*** Data excerpts Section Begins ***
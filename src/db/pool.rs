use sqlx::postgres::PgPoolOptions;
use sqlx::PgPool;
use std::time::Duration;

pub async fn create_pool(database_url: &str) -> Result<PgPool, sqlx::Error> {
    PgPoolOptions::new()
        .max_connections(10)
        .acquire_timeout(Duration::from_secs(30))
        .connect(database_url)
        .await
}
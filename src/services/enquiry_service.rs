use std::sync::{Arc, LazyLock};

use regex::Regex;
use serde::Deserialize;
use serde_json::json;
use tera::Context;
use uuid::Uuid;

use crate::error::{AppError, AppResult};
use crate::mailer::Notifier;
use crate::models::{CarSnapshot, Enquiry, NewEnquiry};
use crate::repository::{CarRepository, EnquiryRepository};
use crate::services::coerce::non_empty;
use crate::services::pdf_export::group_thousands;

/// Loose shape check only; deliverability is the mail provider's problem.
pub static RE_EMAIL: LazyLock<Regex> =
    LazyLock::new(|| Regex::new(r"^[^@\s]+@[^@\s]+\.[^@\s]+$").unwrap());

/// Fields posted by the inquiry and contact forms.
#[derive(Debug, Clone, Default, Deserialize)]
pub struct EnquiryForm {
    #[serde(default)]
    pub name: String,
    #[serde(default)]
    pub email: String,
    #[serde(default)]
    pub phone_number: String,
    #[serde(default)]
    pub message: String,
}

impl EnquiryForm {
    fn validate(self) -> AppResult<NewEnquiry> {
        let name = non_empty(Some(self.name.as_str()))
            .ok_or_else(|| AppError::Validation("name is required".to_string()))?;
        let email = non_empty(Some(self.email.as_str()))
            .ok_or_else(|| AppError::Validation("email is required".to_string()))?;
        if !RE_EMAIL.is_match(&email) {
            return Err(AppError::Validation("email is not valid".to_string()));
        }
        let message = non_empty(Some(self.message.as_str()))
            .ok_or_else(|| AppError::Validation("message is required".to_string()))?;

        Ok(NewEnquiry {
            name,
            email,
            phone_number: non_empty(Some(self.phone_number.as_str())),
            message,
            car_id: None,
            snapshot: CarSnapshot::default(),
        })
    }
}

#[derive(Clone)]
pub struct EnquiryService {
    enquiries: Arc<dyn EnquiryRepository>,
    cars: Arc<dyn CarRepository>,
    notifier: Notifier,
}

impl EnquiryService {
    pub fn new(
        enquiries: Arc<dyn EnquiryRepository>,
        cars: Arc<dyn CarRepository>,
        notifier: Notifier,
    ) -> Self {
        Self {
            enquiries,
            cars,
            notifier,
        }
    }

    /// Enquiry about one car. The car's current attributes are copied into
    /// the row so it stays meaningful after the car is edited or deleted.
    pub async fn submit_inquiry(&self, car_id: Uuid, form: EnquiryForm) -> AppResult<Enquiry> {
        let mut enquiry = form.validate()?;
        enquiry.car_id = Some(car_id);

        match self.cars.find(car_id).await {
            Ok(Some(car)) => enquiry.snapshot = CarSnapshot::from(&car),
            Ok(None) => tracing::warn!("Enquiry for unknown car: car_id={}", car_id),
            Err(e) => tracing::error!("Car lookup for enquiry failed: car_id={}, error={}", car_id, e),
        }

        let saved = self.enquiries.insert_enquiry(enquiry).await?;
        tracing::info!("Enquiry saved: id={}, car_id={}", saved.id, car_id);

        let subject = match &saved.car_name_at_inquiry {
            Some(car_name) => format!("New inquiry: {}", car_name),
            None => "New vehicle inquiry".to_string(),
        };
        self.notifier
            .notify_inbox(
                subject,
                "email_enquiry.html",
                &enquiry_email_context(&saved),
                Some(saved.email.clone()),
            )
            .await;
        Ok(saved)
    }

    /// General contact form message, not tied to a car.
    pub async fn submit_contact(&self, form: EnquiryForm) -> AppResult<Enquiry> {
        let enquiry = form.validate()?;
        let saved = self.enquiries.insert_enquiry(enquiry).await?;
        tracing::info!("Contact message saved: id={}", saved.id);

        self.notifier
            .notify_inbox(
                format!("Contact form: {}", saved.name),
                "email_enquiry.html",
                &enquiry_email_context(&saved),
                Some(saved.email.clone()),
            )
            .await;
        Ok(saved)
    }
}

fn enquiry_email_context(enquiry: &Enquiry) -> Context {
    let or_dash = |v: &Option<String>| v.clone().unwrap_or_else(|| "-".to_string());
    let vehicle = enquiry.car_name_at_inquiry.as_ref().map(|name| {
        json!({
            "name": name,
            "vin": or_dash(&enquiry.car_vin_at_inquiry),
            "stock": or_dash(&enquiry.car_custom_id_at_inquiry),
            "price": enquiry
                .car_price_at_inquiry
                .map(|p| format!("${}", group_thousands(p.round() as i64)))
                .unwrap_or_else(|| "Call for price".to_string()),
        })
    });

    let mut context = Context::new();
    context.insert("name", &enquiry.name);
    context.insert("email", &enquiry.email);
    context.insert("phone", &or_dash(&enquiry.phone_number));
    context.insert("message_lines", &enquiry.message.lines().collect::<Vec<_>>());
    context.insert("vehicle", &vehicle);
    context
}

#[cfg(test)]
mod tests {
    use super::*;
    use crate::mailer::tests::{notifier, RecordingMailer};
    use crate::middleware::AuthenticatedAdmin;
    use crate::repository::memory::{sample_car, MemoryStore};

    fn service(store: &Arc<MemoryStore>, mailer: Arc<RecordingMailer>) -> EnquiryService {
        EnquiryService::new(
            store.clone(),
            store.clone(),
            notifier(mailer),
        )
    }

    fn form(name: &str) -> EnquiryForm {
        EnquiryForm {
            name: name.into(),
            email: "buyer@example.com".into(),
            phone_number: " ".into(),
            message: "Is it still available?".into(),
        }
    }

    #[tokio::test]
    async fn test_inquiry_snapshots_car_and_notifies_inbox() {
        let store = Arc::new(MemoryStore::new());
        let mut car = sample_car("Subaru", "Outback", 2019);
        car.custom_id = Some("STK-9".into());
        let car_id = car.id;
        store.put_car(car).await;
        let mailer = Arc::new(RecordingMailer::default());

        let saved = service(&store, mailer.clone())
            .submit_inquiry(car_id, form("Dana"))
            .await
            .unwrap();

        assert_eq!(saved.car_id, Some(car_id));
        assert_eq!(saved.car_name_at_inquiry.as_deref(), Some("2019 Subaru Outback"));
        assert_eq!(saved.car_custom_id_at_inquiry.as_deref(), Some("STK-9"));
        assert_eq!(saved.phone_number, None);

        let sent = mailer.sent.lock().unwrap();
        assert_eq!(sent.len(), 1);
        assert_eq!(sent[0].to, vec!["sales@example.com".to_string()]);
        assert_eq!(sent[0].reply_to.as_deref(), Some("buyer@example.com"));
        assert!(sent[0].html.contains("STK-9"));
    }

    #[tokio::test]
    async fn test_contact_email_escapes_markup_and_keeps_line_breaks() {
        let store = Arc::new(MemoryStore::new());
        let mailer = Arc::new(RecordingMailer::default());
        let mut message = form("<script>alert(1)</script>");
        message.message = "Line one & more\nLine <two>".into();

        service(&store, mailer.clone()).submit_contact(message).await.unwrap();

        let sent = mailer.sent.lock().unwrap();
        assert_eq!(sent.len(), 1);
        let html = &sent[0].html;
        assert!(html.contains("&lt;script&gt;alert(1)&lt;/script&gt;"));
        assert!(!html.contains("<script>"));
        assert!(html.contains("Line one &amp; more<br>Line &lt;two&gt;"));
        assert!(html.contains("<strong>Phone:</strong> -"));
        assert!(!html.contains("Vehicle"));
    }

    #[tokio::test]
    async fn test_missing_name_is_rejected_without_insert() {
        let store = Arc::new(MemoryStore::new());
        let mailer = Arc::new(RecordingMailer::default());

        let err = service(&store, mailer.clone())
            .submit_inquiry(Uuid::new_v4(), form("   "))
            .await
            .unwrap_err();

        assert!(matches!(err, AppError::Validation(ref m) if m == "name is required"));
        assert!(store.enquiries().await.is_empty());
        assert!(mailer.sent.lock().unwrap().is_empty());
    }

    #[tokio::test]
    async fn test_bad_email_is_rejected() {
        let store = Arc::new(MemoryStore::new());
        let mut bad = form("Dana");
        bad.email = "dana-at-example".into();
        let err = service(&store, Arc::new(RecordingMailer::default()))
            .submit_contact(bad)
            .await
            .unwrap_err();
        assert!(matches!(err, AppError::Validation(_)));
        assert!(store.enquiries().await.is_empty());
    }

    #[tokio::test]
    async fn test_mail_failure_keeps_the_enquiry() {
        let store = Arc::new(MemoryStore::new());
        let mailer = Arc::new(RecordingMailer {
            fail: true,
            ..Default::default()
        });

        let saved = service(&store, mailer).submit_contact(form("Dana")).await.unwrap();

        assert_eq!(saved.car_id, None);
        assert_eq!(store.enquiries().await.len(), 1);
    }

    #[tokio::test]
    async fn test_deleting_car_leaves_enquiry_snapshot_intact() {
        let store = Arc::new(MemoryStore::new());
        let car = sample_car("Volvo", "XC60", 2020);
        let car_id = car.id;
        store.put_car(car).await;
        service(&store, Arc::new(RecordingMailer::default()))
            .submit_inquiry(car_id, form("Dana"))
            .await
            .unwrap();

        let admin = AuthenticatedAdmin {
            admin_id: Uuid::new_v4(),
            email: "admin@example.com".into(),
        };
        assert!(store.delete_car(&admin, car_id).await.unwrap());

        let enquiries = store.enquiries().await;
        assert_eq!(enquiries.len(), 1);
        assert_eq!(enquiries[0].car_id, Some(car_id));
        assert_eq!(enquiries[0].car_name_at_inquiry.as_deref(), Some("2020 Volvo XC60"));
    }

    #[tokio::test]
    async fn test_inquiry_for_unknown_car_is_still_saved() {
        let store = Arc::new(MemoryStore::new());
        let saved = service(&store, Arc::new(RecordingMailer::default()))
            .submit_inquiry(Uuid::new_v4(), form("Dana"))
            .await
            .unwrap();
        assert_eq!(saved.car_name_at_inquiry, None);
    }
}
*** Data excerpts Section Ends ***
Goal of the exercise: Find the string "NewEnquiry" in the entries above and return each line that holds it.

Response to this exercise:
use crate::models::{CarSnapshot, Enquiry, NewEnquiry};
    fn validate(self) -> AppResult<NewEnquiry> {
        Ok(NewEnquiry {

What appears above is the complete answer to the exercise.